WHAT IS NEEDED: Return only the number of lines in the records below where the string "through" shows up.

(Stored items)

★ ★ ★ ★ ★ ★ ★

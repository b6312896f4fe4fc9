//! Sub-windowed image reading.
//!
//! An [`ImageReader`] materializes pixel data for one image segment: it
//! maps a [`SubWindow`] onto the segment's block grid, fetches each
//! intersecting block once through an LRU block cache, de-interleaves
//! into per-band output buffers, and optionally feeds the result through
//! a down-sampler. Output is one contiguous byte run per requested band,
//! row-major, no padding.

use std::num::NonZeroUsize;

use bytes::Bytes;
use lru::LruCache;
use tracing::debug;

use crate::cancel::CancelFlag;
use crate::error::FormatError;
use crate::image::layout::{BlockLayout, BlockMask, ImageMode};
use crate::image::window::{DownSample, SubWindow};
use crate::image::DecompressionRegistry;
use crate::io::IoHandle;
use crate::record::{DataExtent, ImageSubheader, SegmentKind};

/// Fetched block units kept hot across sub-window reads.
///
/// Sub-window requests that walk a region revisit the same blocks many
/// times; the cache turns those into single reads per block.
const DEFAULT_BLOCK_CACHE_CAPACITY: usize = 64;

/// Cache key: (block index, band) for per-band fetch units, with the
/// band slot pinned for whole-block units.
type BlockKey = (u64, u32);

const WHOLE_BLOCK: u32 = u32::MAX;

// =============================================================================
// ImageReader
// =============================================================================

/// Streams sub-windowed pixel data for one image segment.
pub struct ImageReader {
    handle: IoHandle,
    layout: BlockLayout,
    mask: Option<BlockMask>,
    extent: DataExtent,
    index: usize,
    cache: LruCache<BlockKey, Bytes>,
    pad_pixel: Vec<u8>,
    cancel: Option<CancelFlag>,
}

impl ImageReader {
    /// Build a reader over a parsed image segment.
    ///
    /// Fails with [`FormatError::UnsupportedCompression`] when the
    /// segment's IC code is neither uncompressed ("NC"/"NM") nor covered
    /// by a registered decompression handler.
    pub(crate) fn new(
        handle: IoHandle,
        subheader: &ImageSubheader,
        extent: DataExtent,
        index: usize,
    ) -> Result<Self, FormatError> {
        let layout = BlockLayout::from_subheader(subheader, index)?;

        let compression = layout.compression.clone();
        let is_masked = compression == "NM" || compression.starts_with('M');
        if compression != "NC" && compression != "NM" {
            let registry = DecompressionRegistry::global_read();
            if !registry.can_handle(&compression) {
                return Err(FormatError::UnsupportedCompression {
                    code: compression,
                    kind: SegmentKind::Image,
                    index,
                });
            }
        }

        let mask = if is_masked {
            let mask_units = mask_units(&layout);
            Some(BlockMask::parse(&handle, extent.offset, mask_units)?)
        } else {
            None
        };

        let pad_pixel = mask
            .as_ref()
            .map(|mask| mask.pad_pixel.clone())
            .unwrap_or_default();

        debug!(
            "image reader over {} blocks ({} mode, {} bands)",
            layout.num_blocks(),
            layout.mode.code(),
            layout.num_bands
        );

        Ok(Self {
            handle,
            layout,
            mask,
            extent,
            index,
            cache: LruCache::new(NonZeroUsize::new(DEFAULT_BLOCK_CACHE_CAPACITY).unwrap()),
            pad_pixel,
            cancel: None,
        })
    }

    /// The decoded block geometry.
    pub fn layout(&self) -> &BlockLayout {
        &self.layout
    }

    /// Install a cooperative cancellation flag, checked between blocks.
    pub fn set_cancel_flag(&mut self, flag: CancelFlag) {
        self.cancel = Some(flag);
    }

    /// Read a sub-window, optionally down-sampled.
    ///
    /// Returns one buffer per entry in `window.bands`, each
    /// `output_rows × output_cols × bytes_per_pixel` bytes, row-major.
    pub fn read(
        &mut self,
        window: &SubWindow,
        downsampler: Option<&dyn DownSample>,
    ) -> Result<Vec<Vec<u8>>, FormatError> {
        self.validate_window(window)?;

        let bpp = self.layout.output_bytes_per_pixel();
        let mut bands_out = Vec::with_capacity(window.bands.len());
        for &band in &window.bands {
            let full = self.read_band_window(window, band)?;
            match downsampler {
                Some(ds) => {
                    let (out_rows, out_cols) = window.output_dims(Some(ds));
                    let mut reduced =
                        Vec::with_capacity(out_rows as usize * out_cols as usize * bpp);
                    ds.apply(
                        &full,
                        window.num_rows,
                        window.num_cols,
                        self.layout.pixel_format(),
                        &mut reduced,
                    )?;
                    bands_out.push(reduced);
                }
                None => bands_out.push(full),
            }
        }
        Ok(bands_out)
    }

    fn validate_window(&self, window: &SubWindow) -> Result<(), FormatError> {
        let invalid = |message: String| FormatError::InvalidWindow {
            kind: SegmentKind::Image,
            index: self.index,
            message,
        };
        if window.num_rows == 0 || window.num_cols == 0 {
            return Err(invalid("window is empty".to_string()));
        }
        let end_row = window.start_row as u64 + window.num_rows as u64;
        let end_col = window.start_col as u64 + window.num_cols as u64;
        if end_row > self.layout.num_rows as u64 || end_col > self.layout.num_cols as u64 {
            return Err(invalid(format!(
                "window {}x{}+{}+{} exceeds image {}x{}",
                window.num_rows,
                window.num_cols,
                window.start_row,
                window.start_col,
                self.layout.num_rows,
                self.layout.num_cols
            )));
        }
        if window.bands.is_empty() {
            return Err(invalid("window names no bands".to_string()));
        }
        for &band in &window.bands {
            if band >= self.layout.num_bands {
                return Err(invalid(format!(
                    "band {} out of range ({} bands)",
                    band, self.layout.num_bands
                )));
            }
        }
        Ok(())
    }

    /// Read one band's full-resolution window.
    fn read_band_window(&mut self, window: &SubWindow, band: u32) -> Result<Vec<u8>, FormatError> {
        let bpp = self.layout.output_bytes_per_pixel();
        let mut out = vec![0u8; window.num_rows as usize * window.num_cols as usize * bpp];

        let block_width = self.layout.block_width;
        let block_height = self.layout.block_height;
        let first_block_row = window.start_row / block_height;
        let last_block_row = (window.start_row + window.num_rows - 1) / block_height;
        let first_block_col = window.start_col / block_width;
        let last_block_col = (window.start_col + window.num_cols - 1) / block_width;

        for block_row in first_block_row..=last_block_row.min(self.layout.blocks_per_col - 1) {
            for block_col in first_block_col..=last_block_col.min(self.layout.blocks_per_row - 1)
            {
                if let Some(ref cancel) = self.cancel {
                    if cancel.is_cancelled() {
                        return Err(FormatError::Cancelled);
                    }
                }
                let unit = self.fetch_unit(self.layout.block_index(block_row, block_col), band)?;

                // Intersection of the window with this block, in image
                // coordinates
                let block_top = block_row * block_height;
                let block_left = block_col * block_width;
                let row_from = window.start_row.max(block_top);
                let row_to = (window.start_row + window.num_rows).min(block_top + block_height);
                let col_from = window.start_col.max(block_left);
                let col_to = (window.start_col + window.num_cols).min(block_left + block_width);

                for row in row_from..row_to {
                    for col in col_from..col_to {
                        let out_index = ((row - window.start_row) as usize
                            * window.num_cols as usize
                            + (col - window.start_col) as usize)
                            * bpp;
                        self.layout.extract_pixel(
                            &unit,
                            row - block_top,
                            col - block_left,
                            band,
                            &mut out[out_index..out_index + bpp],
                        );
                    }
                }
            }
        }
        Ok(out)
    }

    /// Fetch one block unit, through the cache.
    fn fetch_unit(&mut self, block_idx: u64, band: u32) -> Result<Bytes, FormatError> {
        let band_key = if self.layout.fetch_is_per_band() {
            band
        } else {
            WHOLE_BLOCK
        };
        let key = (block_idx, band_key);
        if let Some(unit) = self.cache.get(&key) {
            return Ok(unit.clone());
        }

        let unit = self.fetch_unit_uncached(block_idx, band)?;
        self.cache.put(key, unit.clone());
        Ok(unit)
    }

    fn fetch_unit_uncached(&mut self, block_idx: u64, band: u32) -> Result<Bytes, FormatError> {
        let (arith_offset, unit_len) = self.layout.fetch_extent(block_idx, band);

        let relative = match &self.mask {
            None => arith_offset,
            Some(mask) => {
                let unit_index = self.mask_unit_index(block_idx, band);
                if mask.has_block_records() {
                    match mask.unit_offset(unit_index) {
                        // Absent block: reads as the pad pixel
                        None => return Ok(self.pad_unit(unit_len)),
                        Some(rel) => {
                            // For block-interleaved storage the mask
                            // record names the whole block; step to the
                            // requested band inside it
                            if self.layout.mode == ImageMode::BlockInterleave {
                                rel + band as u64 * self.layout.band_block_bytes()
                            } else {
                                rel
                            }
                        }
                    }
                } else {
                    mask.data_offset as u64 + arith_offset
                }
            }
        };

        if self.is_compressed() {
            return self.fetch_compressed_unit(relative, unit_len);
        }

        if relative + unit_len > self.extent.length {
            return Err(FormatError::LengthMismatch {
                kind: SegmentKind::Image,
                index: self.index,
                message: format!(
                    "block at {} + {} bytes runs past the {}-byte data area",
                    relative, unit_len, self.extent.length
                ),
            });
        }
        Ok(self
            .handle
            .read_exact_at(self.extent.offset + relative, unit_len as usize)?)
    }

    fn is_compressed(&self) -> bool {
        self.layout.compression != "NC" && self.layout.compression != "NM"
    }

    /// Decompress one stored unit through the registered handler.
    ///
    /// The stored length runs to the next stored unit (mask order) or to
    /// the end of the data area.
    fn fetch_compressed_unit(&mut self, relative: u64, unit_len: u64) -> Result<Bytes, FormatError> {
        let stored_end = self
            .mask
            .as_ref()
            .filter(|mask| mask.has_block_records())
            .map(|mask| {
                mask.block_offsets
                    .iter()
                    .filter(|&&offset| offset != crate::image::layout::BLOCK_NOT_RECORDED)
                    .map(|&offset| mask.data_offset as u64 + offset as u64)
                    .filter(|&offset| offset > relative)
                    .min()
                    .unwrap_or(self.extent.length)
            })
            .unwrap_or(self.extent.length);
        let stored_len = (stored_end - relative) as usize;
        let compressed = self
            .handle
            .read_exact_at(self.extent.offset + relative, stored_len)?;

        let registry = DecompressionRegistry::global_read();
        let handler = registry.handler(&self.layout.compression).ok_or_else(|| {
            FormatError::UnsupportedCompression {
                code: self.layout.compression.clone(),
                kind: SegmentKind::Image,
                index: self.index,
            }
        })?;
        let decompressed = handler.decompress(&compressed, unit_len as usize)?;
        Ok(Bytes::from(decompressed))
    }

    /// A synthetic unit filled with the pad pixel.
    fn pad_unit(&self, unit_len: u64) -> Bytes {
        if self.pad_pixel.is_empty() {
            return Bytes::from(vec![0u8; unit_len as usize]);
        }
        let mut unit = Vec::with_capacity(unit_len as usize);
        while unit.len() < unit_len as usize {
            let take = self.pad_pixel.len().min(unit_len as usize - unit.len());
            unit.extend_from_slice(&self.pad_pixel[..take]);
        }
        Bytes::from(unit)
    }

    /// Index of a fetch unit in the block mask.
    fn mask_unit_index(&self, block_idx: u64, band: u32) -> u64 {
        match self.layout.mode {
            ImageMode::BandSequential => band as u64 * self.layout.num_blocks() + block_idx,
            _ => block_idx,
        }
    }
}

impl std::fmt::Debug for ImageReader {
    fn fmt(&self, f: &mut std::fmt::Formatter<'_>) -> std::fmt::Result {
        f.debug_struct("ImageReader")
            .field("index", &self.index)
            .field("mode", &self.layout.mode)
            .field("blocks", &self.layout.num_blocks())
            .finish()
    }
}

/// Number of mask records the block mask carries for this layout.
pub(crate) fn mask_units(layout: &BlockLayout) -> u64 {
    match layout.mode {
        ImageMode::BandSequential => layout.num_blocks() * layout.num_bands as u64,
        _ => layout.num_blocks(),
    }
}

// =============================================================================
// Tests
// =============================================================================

★ ★ ★ ★ ★ ★ ★

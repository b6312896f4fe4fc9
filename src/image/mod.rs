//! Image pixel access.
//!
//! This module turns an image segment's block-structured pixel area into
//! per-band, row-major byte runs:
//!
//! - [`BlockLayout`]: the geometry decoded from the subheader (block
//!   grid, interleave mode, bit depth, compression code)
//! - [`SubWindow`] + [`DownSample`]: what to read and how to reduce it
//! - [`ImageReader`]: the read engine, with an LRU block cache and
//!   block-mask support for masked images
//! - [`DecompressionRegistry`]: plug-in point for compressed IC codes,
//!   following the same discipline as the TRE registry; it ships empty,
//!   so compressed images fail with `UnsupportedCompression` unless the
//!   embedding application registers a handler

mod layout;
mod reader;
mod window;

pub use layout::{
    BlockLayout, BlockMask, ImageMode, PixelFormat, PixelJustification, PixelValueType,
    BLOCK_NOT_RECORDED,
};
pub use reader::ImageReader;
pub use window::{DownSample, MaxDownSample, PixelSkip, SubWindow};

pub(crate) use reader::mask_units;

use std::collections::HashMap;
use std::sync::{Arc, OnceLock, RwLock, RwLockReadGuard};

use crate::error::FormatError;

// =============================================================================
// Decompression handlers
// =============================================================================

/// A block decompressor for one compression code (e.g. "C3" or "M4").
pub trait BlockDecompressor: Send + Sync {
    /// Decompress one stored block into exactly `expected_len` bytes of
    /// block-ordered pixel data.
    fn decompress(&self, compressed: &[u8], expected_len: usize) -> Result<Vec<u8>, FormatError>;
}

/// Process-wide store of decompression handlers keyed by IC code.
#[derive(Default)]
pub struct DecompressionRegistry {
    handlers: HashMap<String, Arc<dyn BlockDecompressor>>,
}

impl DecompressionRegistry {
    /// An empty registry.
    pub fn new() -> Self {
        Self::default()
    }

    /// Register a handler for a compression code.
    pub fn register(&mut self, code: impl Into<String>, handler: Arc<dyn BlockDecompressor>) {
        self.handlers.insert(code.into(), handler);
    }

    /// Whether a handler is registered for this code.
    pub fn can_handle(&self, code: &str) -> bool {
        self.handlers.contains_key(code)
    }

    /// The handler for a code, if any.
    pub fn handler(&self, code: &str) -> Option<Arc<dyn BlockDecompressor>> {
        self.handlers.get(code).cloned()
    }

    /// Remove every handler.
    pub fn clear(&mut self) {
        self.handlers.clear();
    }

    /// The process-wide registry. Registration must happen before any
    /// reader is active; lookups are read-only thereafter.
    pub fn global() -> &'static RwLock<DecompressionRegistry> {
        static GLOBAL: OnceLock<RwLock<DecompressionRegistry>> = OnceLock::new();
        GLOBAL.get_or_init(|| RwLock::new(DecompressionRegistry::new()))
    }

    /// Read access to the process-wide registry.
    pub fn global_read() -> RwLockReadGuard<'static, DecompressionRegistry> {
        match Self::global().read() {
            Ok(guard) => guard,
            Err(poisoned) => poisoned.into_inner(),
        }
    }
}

★ ★ ★ ★ ★ ★ ★

REPLY TO THE TASK: 4